++++ Entries supplied ++++

//! Plain-text summaries of analysis reports

use crate::classification::{CorpusEvaluation, DetectionMetrics};
use crate::comparator::StrategyComparison;
use crate::diagnostics::Diagnostics;
use crate::estimator::EstimateResult;
use crate::pipeline::{ConditionResult, DetectionReport, LatencyReport, MitigationReport};
use std::fmt::Write;

/// `mean (95% CI: [lower, upper]) unit`, degrading to mean only or "n/a"
pub fn format_estimate(estimate: &EstimateResult, precision: usize, unit: &str) -> String {
    let unit = if unit.is_empty() {
        String::new()
    } else {
        format!(" {}", unit)
    };
    match (estimate.mean, estimate.lower, estimate.upper) {
        (Some(mean), Some(lower), Some(upper)) => format!(
            "{:.p$}{} (95% CI: [{:.p$}, {:.p$}], n={})",
            mean,
            unit,
            lower,
            upper,
            estimate.samples,
            p = precision
        ),
        (Some(mean), _, _) => format!("{:.p$}{} (n={})", mean, unit, estimate.samples, p = precision),
        _ => "n/a (no samples)".to_string(),
    }
}

fn push_diagnostics(report: &mut String, diagnostics: &Diagnostics) {
    if diagnostics.is_empty() {
        return;
    }
    report.push_str("\nDiagnostics:\n");
    for d in diagnostics.iter() {
        let _ = writeln!(report, "  [{}] {}: {}", d.severity, d.source, d.message);
    }
}

fn push_condition(report: &mut String, condition: &ConditionResult) {
    let m = &condition.metrics;
    let s = &m.summary;
    let _ = writeln!(report, "\n{}:", condition.label);
    let _ = writeln!(report, "  Total messages: {}", s.total_messages);
    let _ = writeln!(report, "  Successful messages: {}", s.successful_messages);
    let _ = writeln!(report, "  Correctness rate: {:.1}%", s.correctness_rate * 100.0);
    let _ = writeln!(report, "  Capacity: {}", format_estimate(&m.capacity, 3, "Bps"));
    let _ = writeln!(
        report,
        "  Capacity (time between messages): {}",
        format_estimate(&m.capacity_using_diff, 3, "Bps")
    );
    let _ = writeln!(report, "  Chunk rate: {}", format_estimate(&m.chunk_rate, 3, "chunks/s"));
    let _ = writeln!(
        report,
        "  Bytes per chunk: {}",
        format_estimate(&m.bytes_per_chunk, 3, "bytes")
    );
    let _ = writeln!(
        report,
        "  Mean time between messages: {}",
        format_estimate(&s.time_between_messages_ms, 1, "ms")
    );
    let _ = writeln!(report, "  Time differences calculated: {}", s.time_differences);
    let _ = writeln!(report, "  Mean message size: {:.1} bytes", s.mean_message_size_bytes);
    if let Some(chunks) = m.mean_chunks_received {
        let _ = writeln!(report, "  Mean chunks received: {:.1}", chunks);
    }
    if let Some(c) = &condition.confusion {
        let _ = writeln!(
            report,
            "  Detector verdicts: TP={} FN={} (recall {:.3})",
            c.tp,
            c.fn_,
            c.recall()
        );
    }
    if m.symbols_per_byte > 1 {
        let _ = writeln!(report, "  Symbols per byte: {}", m.symbols_per_byte);
    }
}

pub fn capacity_report(conditions: &[ConditionResult]) -> String {
    let mut report = String::from("=== CHANNEL CAPACITY ANALYSIS ===\n");
    let mut diagnostics = Diagnostics::new();

    for condition in conditions {
        push_condition(&mut report, condition);
        diagnostics.extend(condition.diagnostics.clone());
        diagnostics.extend(condition.metrics.diagnostics.clone());
    }

    push_diagnostics(&mut report, &diagnostics);
    report
}

fn push_metrics(report: &mut String, title: &str, m: &DetectionMetrics) {
    let _ = writeln!(report, "\n{}:", title);
    let _ = writeln!(report, "  Samples: {}", m.total);
    let _ = writeln!(
        report,
        "  TP={} TN={} FP={} FN={}",
        m.matrix.tp, m.matrix.tn, m.matrix.fp, m.matrix.fn_
    );
    let _ = writeln!(report, "  Accuracy:    {:.4}", m.accuracy);
    let _ = writeln!(report, "  Precision:   {:.4}", m.precision);
    let _ = writeln!(report, "  Recall:      {:.4}", m.recall);
    let _ = writeln!(report, "  Specificity: {:.4}", m.specificity);
    let _ = writeln!(report, "  F1 score:    {:.4}", m.f1);
    let _ = writeln!(report, "  F2 score:    {:.4}", m.f2);
    if let Some(degeneracy) = m.degeneracy {
        let _ = writeln!(report, "  Note: {}", degeneracy.explain());
    }
}

fn push_scores(report: &mut String, corpus: &CorpusEvaluation) {
    let _ = writeln!(
        report,
        "  Above threshold: {} ({:.1}%)",
        corpus.above_threshold,
        corpus.above_threshold_share * 100.0
    );
    if let Some(scores) = &corpus.scores {
        let _ = writeln!(
            report,
            "  Scores: mean {:.2}, std {:.2}, min {:.2}, max {:.2}",
            scores.mean, scores.stddev, scores.min, scores.max
        );
        if let Some(median) = scores.median {
            let _ = writeln!(report, "  Median score: {:.2}", median);
        }
        let _ = writeln!(report, "  Mean score: {}", format_estimate(&scores.estimate, 2, ""));
    }
}

pub fn detection_report(report: &DetectionReport) -> String {
    let eval = &report.evaluation;
    let mut out = String::from("=== DETECTION ACCURACY ANALYSIS ===\n");
    let _ = writeln!(out, "Detection threshold: {}", eval.threshold);

    push_metrics(&mut out, "Covert corpus", &eval.covert.metrics);
    push_scores(&mut out, &eval.covert);
    push_metrics(&mut out, "Normal corpus", &eval.normal.metrics);
    push_scores(&mut out, &eval.normal);
    push_metrics(&mut out, "Combined", &eval.combined);

    push_diagnostics(&mut out, &report.diagnostics);
    out
}

fn push_comparison(report: &mut String, comparison: &StrategyComparison) {
    report.push_str("\n=== MITIGATION EFFECTIVENESS ===\n");
    match comparison.baseline_capacity_bps {
        Some(capacity) => {
            let _ = writeln!(report, "Baseline '{}': {:.3} Bps", comparison.baseline, capacity);
        }
        None => {
            let _ = writeln!(report, "Baseline '{}' not available", comparison.baseline);
            return;
        }
    }

    for ranked in &comparison.ranking {
        let _ = writeln!(
            report,
            "  {}. {}: {:.1}% capacity reduction ({:.3} Bps)",
            ranked.rank, ranked.label, ranked.reduction, ranked.capacity_bps
        );
    }

    report.push_str("\n=== MITIGATION IMPACT ANALYSIS ===\n");
    for impact in &comparison.impacts {
        let _ = writeln!(report, "\n{} Impact:", impact.label);
        let _ = writeln!(report, "  Capacity Reduction: {:.1}%", impact.capacity_reduction);
        let _ = writeln!(report, "  Correctness Impact: {:.1}%", impact.correctness_impact);
        let _ = writeln!(report, "  Time Overhead: {:.1}%", impact.time_overhead);
        let _ = writeln!(report, "  Success Rate Impact: {:.1}%", impact.success_rate_impact);
        let _ = writeln!(
            report,
            "  Overall Effectiveness Score: {:.1} ({})",
            impact.effectiveness_score, comparison.effectiveness_caveat
        );
    }
}

pub fn mitigation_report(report: &MitigationReport) -> String {
    let mut out = capacity_report(&report.conditions);

    if !report.detectors.is_empty() {
        out.push_str("\n=== PROXY LOG ANALYSIS ===\n");
    }
    let mut diagnostics = Diagnostics::new();
    for detector in &report.detectors {
        let _ = writeln!(out, "\n{}:", detector.label);
        let _ = writeln!(out, "  Scores: {}", detector.log.samples.len());
        let _ = writeln!(out, "  Packets dropped: {}", detector.dropped_packets);
        let _ = writeln!(out, "  Packets delayed: {}", detector.delayed_packets);
        if let Some(rate) = detector.detection_rate {
            let _ = writeln!(out, "  Detection rate: {:.1}%", rate * 100.0);
        }
        diagnostics.extend(detector.diagnostics.clone());
    }

    push_comparison(&mut out, &report.comparison);
    diagnostics.extend(report.comparison.diagnostics.clone());
    push_diagnostics(&mut out, &diagnostics);
    out
}

pub fn latency_report(report: &LatencyReport) -> String {
    let mut out = String::from("=== LATENCY ANALYSIS ===\n");

    for (i, run) in report.metrics.runs.iter().enumerate() {
        let _ = write!(out, "Run {}: ", i + 1);
        match run.mean_rtt_ms {
            Some(rtt) => {
                let _ = write!(out, "mean RTT {:.3} ms", rtt);
            }
            None => out.push_str("no replies"),
        }
        if let Some(delay) = run.mean_added_delay_ms {
            let _ = write!(out, ", added delay {:.1} ms", delay);
        }
        let _ = writeln!(
            out,
            ", {}/{} received, {}% loss",
            run.received, run.transmitted, run.loss_percent
        );
    }

    let _ = writeln!(out, "\nRTT across runs: {}", format_estimate(&report.metrics.rtt_ms, 3, "ms"));
    let _ = writeln!(
        out,
        "Added delay across runs: {}",
        format_estimate(&report.metrics.added_delay_ms, 1, "ms")
    );

    push_diagnostics(&mut out, &report.diagnostics);
    out
}

#[cfg(test)]
mod tests {
    use super::*;
    use crate::estimator::{Estimator, MetricDomain};

    #[test]
    fn test_format_estimate() {
        let est = Estimator::default();
        let full = est.estimate(&[10.0, 10.0], MetricDomain::NonNegative);
        assert_eq!(
            format_estimate(&full, 1, "ms"),
            "10.0 ms (95% CI: [10.0, 10.0], n=2)"
        );

        let single = est.estimate(&[4.0], MetricDomain::NonNegative);
        assert_eq!(format_estimate(&single, 2, "Bps"), "4.00 Bps (n=1)");

        let empty = est.estimate(&[], MetricDomain::NonNegative);
        assert_eq!(format_estimate(&empty, 2, "Bps"), "n/a (no samples)");
        assert_eq!(format_estimate(&single, 0, ""), "4 (n=1)");
    }

    #[test]
    fn test_capacity_report_lists_conditions() {
        let spec = crate::config::ConditionSpec::new("No Mitigation", "/nonexistent");
        let parser = crate::parser::TrialParser::new(crate::config::DEFAULT_TRIAL_DELIMITER).unwrap();
        let result = crate::pipeline::analyze_condition_text(&spec, "", &parser, &Estimator::default());

        let text = capacity_report(&[result]);
        assert!(text.contains("No Mitigation:"));
        assert!(text.contains("Total messages: 0"));
        assert!(text.contains("Diagnostics:"));
    }
}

++++

▶ **Exercise prompt**
Only the number is wanted: how many lines in the preceding entries hold the string "extend"?

▶ **Solved exercise**
4